Walter Isaacson, CEO of the Washington-based Aspen Institute, said Thursday’s start of the cleanup “marks the coming together of our two countries to achieve a practical solution to dioxin contamination.”
His organization coordinates the U.S-Vietnam Dialogue Group on Agent Orange/Dioxin, which connects prominent American and Vietnamese scientists, health experts and former officials.
The group in May said that $450 million is needed to clean up dioxin hot spots, provide services to people with disabilities and repair damaged landscapes across Vietnam over the next five years.
The United States is rolling out a $9 million project to address disabilities in Vietnam through 2015, but Washington continues to dispute Vietnam’s claim that dioxin has caused health problems there.
A plan that Vietnam’s government released in June lays out goals for dealing with Agent Orange but does not give a price tag.

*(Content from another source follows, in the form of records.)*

use trellis_common::crd::networking::{
    HTTPRoute, InferencePool, InferencePoolLegacy, LeaderWorkerSet,
};
use trellis_common::crd::{
    TrellisInferenceConfig, TrellisInferenceService, TrellisInferenceServiceStatus,
};
use trellis_common::kube_utils::{patch_annotation, patch_resource_status};
use trellis_common::retry::{retry_with_backoff, RetryConfig};
use trellis_common::{
    Error, Result, FIELD_MANAGER, POOL_MIGRATION_ANNOTATION, POOL_MIGRATION_V1,
};

use crate::engine::{ChildPolicy, ResourceEngine};

/// Operations the reconciler needs from the cluster.
///
/// One method pair per managed child kind: `reconcile_*` converges the child
/// toward the desired object and returns it as stored (status included),
/// `delete_*` removes it treating absence as success. Reads used for
/// composition and configuration take explicit namespaces because they may
/// fall back to the system namespace.
#[cfg_attr(test, automock)]
#[async_trait]
pub trait ChildClient: Send + Sync {
    /// Fetch a ServiceAccount, for credential discovery. Absence is not an
    /// error; pods can run under accounts that do not exist yet.
    async fn get_service_account(
        &self,
        namespace: &str,
        name: &str,
    ) -> Result<Option<ServiceAccount>>;

    /// Fetch a Secret, for credential discovery.
    async fn get_secret(&self, namespace: &str, name: &str) -> Result<Option<Secret>>;

    /// Converge a workload or scheduler ServiceAccount.
    async fn reconcile_service_account(
        &self,
        instance: &TrellisInferenceService,
        desired: ServiceAccount,
    ) -> Result<ServiceAccount>;

    /// Delete a managed ServiceAccount.
    async fn delete_service_account(
        &self,
        instance: &TrellisInferenceService,
        name: &str,
    ) -> Result<()>;

    /// Converge a Deployment and return it with live status.
    async fn reconcile_deployment(
        &self,
        instance: &TrellisInferenceService,
        desired: Deployment,
    ) -> Result<Deployment>;

    /// Delete a managed Deployment.
    async fn delete_deployment(&self, instance: &TrellisInferenceService, name: &str)
        -> Result<()>;

    /// Converge a LeaderWorkerSet and return it with live status.
    async fn reconcile_leader_worker_set(
        &self,
        instance: &TrellisInferenceService,
        desired: LeaderWorkerSet,
    ) -> Result<LeaderWorkerSet>;

    /// Delete a managed LeaderWorkerSet.
    async fn delete_leader_worker_set(
        &self,
        instance: &TrellisInferenceService,
        name: &str,
    ) -> Result<()>;

    /// Converge a Service.
    async fn reconcile_service(
        &self,
        instance: &TrellisInferenceService,
        desired: Service,
    ) -> Result<Service>;

    /// Delete a managed Service.
    async fn delete_service(&self, instance: &TrellisInferenceService, name: &str) -> Result<()>;

    /// Create the TLS secret if absent. An existing secret is left exactly
    /// as stored so the certificate is never rotated by reconciliation.
    async fn ensure_tls_secret(
        &self,
        instance: &TrellisInferenceService,
        desired: Secret,
    ) -> Result<Secret>;

    /// Delete a managed Secret.
    async fn delete_secret(&self, instance: &TrellisInferenceService, name: &str) -> Result<()>;

    /// Converge an HTTPRoute.
    async fn reconcile_http_route(
        &self,
        instance: &TrellisInferenceService,
        desired: HTTPRoute,
    ) -> Result<HTTPRoute>;

    /// Delete a managed HTTPRoute.
    async fn delete_http_route(
        &self,
        instance: &TrellisInferenceService,
        name: &str,
    ) -> Result<()>;

    /// Converge a Role.
    async fn reconcile_role(
        &self,
        instance: &TrellisInferenceService,
        desired: Role,
    ) -> Result<Role>;

    /// Delete a managed Role.
    async fn delete_role(&self, instance: &TrellisInferenceService, name: &str) -> Result<()>;

    /// Converge a RoleBinding.
    async fn reconcile_role_binding(
        &self,
        instance: &TrellisInferenceService,
        desired: RoleBinding,
    ) -> Result<RoleBinding>;

    /// Delete a managed RoleBinding.
    async fn delete_role_binding(
        &self,
        instance: &TrellisInferenceService,
        name: &str,
    ) -> Result<()>;

    /// Converge a legacy-generation inference pool.
    async fn reconcile_legacy_pool(
        &self,
        instance: &TrellisInferenceService,
        desired: InferencePoolLegacy,
    ) -> Result<InferencePoolLegacy>;

    /// Delete the legacy-generation inference pool.
    async fn delete_legacy_pool(
        &self,
        instance: &TrellisInferenceService,
        name: &str,
    ) -> Result<()>;

    /// Converge a current-generation inference pool and return it with live
    /// status, which carries the acceptance signal the migration waits on.
    async fn reconcile_pool(
        &self,
        instance: &TrellisInferenceService,
        desired: InferencePool,
    ) -> Result<InferencePool>;

    /// Delete the current-generation inference pool.
    async fn delete_pool(&self, instance: &TrellisInferenceService, name: &str) -> Result<()>;

    /// Converge a ConfigMap that is shared between instances and therefore
    /// carries no owner reference (the per-namespace CA bundle copy).
    async fn reconcile_shared_config_map(&self, desired: ConfigMap) -> Result<ConfigMap>;

    /// Fetch a ConfigMap by name, falling back to a second namespace.
    async fn find_config_map(
        &self,
        namespace: &str,
        fallback_namespace: &str,
        name: &str,
    ) -> Result<Option<ConfigMap>>;

    /// Fetch a configuration fragment by name, falling back to a second
    /// namespace.
    async fn get_base_config(
        &self,
        namespace: &str,
        fallback_namespace: &str,
        name: &str,
    ) -> Result<Option<TrellisInferenceConfig>>;

    /// Replace the instance's status subresource.
    async fn patch_status(
        &self,
        instance: &TrellisInferenceService,
        status: TrellisInferenceServiceStatus,
    ) -> Result<()>;

    /// Persist the pool migration annotation on the instance. The
    /// annotation is the one-way latch: once set, routes bind the
    /// current-generation pool and never fall back.
    async fn commit_pool_migration(&self, instance: &TrellisInferenceService) -> Result<()>;
}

Every penny counts for Nguyen Thi Hien, who directs three rehabilitation and vocational training centers for 150 children and young adults with disabilities in Danang on a budget of roughly $5,000 per month.
The children, busy drawing and making plastic flowers that are sold to raise funds, suffer from a range of physical and mental ailments that Mr. Hien says are linked to dioxin.
Vo Duoc, the steel salesman, will travel to the capital, Hanoi, next month to receive treatment for his diabetes. But he said he is more concerned about what will happen to his six grandchildren, who have not yet been tested for dioxin.
“They had nothing to do with the war,” Mr. Duoc said. “But I live in fear that they’ll test positive like me.”